_WHAT IS BEING ASKED_
Output all the records below, word for word.

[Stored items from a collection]
┄┄┄┄┄┄┄┄┄┄

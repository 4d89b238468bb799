use crate::rule::Rule;

/// `acl_permit(rule, user) → bool`, generic over whatever ACL backend
/// (file-based, principal-pattern, LDAP group) a real deployment plugs in.
pub trait AclChecker {
    fn acl_permit(&self, rule: &Rule, user: &str) -> bool;
}

/// An `AclChecker` that permits everything. Useful for tests and for
/// deployments that delegate authorization entirely to the transport layer.
pub struct AllowAll;

impl AclChecker for AllowAll {
    fn acl_permit(&self, _rule: &Rule, _user: &str) -> bool {
        true
    }
}
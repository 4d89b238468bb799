#[cfg(not(unix))]
compile_error!("remctl-engine requires a unix target (fork/exec/socketpair)");

pub mod acl;
pub mod audit;
pub mod dispatch;
pub mod env;
pub mod error;
pub mod launch;
pub mod pump;
pub mod request;
pub mod rule;
pub mod status;
pub mod transport;

/// v2 per-frame output payload cap, negotiated with the transport layer.
/// Fixed here because the engine, not the transport, is what enforces it
/// against the child's output.
pub const TOKEN_MAX_OUTPUT: usize = 1024 * 1024;

/// v1 total accumulated-output cap.
pub const TOKEN_MAX_OUTPUT_V1: usize = 1024 * 1024;

pub use acl::AclChecker;
pub use audit::AuditSink;
pub use dispatch::run;
pub use error::EngineError;
pub use request::Chunk;
pub use rule::{MatchToken, Rule, RuleTable};
pub use transport::{ClientInfo, ErrorCode, Stream, Transport};
/// Identity and protocol negotiated by the session-setup layer.
#[derive(Debug, Clone)]
pub struct ClientInfo {
    pub user: String,
    pub ipaddress: String,
    pub hostname: Option<String>,
    /// `1` selects the merged-stream, buffer-then-send protocol; `>= 2`
    /// selects the separated-stream, per-frame protocol.
    pub protocol: u32,
}

impl ClientInfo {
    pub fn is_v1(&self) -> bool {
        self.protocol == 1
    }
}

/// Which child stream an output frame came from.
#[derive(Debug, Clone, Copy, PartialEq, Eq)]
pub enum Stream {
    Stdout = 1,
    Stderr = 2,
}

/// The wire error-code enumeration.
#[derive(Debug, Clone, Copy, PartialEq, Eq)]
pub enum ErrorCode {
    BadCommand,
    UnknownCommand,
    Access,
    TooManyArgs,
    NoHelp,
    Internal,
}

/// Everything the engine needs to send to the client.
///
/// Implementations must uphold two invariants: no call to `send_output_*`
/// happens before the dispatcher has confirmed ACL permission, and exactly
/// one status frame terminates a request.
pub trait Transport {
    fn send_output_v2(&mut self, stream: Stream, bytes: &[u8]) -> std::io::Result<()>;
    fn send_status_v2(&mut self, status: i32) -> std::io::Result<()>;
    fn send_output_v1(&mut self, bytes: &[u8], status: i32) -> std::io::Result<()>;
    fn send_error(&mut self, code: ErrorCode, message: &str) -> std::io::Result<()>;
}
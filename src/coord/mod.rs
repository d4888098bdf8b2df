//! Coordination Store Module
//!
//! Defines the contract steward consumes from an external, strongly-consistent
//! coordination store (sessions/leases, key-value, watches, and an election
//! primitive), plus an in-memory implementation used by tests and by
//! single-process deployments.

mod memory;
mod store;

pub use memory::MemoryCoordinationStore;
pub use store::{CoordinationStore, Session, WatchEvent, WatchEventKind};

┄┄┄┄┄┄┄┄┄┄

_TASK RESPONSE_
repository 4d89b238468bb799
use crate::rule::Rule;

/// `acl_permit(rule, user) → bool`, generic over whatever ACL backend
/// (file-based, principal-pattern, LDAP group) a real deployment plugs in.
pub trait AclChecker {
    fn acl_permit(&self, rule: &Rule, user: &str) -> bool;
}

/// An `AclChecker` that permits everything. Useful for tests and for
/// deployments that delegate authorization entirely to the transport layer.
pub struct AllowAll;

impl AclChecker for AllowAll {
    fn acl_permit(&self, _rule: &Rule, _user: &str) -> bool {
        true
    }
}
repository 4d89b238468bb799
#[cfg(not(unix))]
compile_error!("remctl-engine requires a unix target (fork/exec/socketpair)");

pub mod acl;
pub mod audit;
pub mod dispatch;
pub mod env;
pub mod error;
pub mod launch;
pub mod pump;
pub mod request;
pub mod rule;
pub mod status;
pub mod transport;

/// v2 per-frame output payload cap, negotiated with the transport layer.
/// Fixed here because the engine, not the transport, is what enforces it
/// against the child's output.
pub const TOKEN_MAX_OUTPUT: usize = 1024 * 1024;

/// v1 total accumulated-output cap.
pub const TOKEN_MAX_OUTPUT_V1: usize = 1024 * 1024;

pub use acl::AclChecker;
pub use audit::AuditSink;
pub use dispatch::run;
pub use error::EngineError;
pub use request::Chunk;
pub use rule::{MatchToken, Rule, RuleTable};
pub use transport::{ClientInfo, ErrorCode, Stream, Transport};
/// Identity and protocol negotiated by the session-setup layer.
#[derive(Debug, Clone)]
pub struct ClientInfo {
    pub user: String,
    pub ipaddress: String,
    pub hostname: Option<String>,
    /// `1` selects the merged-stream, buffer-then-send protocol; `>= 2`
    /// selects the separated-stream, per-frame protocol.
    pub protocol: u32,
}

impl ClientInfo {
    pub fn is_v1(&self) -> bool {
        self.protocol == 1
    }
}

/// Which child stream an output frame came from.
#[derive(Debug, Clone, Copy, PartialEq, Eq)]
pub enum Stream {
    Stdout = 1,
    Stderr = 2,
}

/// The wire error-code enumeration.
#[derive(Debug, Clone, Copy, PartialEq, Eq)]
pub enum ErrorCode {
    BadCommand,
    UnknownCommand,
    Access,
    TooManyArgs,
    NoHelp,
    Internal,
}

/// Everything the engine needs to send to the client.
///
/// Implementations must uphold two invariants: no call to `send_output_*`
/// happens before the dispatcher has confirmed ACL permission, and exactly
/// one status frame terminates a request.
pub trait Transport {
    fn send_output_v2(&mut self, stream: Stream, bytes: &[u8]) -> std::io::Result<()>;
    fn send_status_v2(&mut self, status: i32) -> std::io::Result<()>;
    fn send_output_v1(&mut self, bytes: &[u8], status: i32) -> std::io::Result<()>;
    fn send_error(&mut self, code: ErrorCode, message: &str) -> std::io::Result<()>;
}
filename src/coord/mod.rs
repository d4888098bdf8b2df
//! Coordination Store Module
//!
//! Defines the contract steward consumes from an external, strongly-consistent
//! coordination store (sessions/leases, key-value, watches, and an election
//! primitive), plus an in-memory implementation used by tests and by
//! single-process deployments.

mod memory;
mod store;

pub use memory::MemoryCoordinationStore;
pub use store::{CoordinationStore, Session, WatchEvent, WatchEventKind};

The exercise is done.